Moreover, courts, and international courts in particular, are not entitled to overrule expert medical opinion; they have to rely on expert medical opinion, while providing all the guarantees stemming from the principle of equality of arms and all measures against arbitrariness. We are not in a better position to know what caused the sad death of the applicant’s husband than the incredible number of experts whose views are unanimous as to the absence of medical negligence.
To sum up, we cannot follow the majority’s finding of a substantive violation because, in our view, the application was lodged too late; it does not address the violation that was found; there is no evidence that the negligence caused the death; and, in the absence of a causal link, the delays in medical intervention due to lack of proper coordination do not raise an Article 2 § 1 issue.
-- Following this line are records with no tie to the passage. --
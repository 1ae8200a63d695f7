//! Error types for filmloc.

use thiserror::Error;

/// Which raw input table a rejected row came from.
#[derive(Debug, Clone, Copy, PartialEq, Eq, Hash, serde::Serialize)]
#[serde(rename_all = "lowercase")]
pub enum RowKind {
    Address,
    Landmark,
    Location,
    Metadata,
}

impl std::fmt::Display for RowKind {
    fn fmt(&self, f: &mut std::fmt::Formatter<'_>) -> std::fmt::Result {
        match self {
            Self::Address => write!(f, "address"),
            Self::Landmark => write!(f, "landmark"),
            Self::Location => write!(f, "location"),
            Self::Metadata => write!(f, "metadata"),
        }
    }
}

#[derive(Error, Debug)]
pub enum Error {
    /// A structurally invalid input row. Skipped and counted, never fatal.
    #[error("Malformed {kind} row {row}: {reason}")]
    MalformedInputRow {
        kind: RowKind,
        row: usize,
        reason: String,
    },

    /// A reference corpus loaded to zero entries; no resolution is possible.
    #[error("Empty corpus: {0}")]
    EmptyCorpus(String),

    #[error("Configuration error: {0}")]
    Config(String),

    #[error("JSON error: {0}")]
    Json(#[from] serde_json::Error),
}

impl Error {
    pub fn malformed(kind: RowKind, row: usize, reason: impl Into<String>) -> Self {
        Self::MalformedInputRow {
            kind,
            row,
            reason: reason.into(),
        }
    }
}

pub type Result<T> = std::result::Result<T, Error>;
We voted with the majority regarding the procedural violation of Article 2, but only in regard to the last set of proceedings, on account of the lack of celerity, although a considerable part of the delay in that last set of proceedings can be attributed to the completely pointless requests made by the applicant.
It is for this reason that we cannot agree with the amount awarded under the head of just satisfaction (non-pecuniary damage), this being a case of a procedural violation of the duty to protect life. It cannot be compared with the suffering caused by deliberate killings by State agents, though, in our view, this seems to be the ultimate consequence of the logic applied.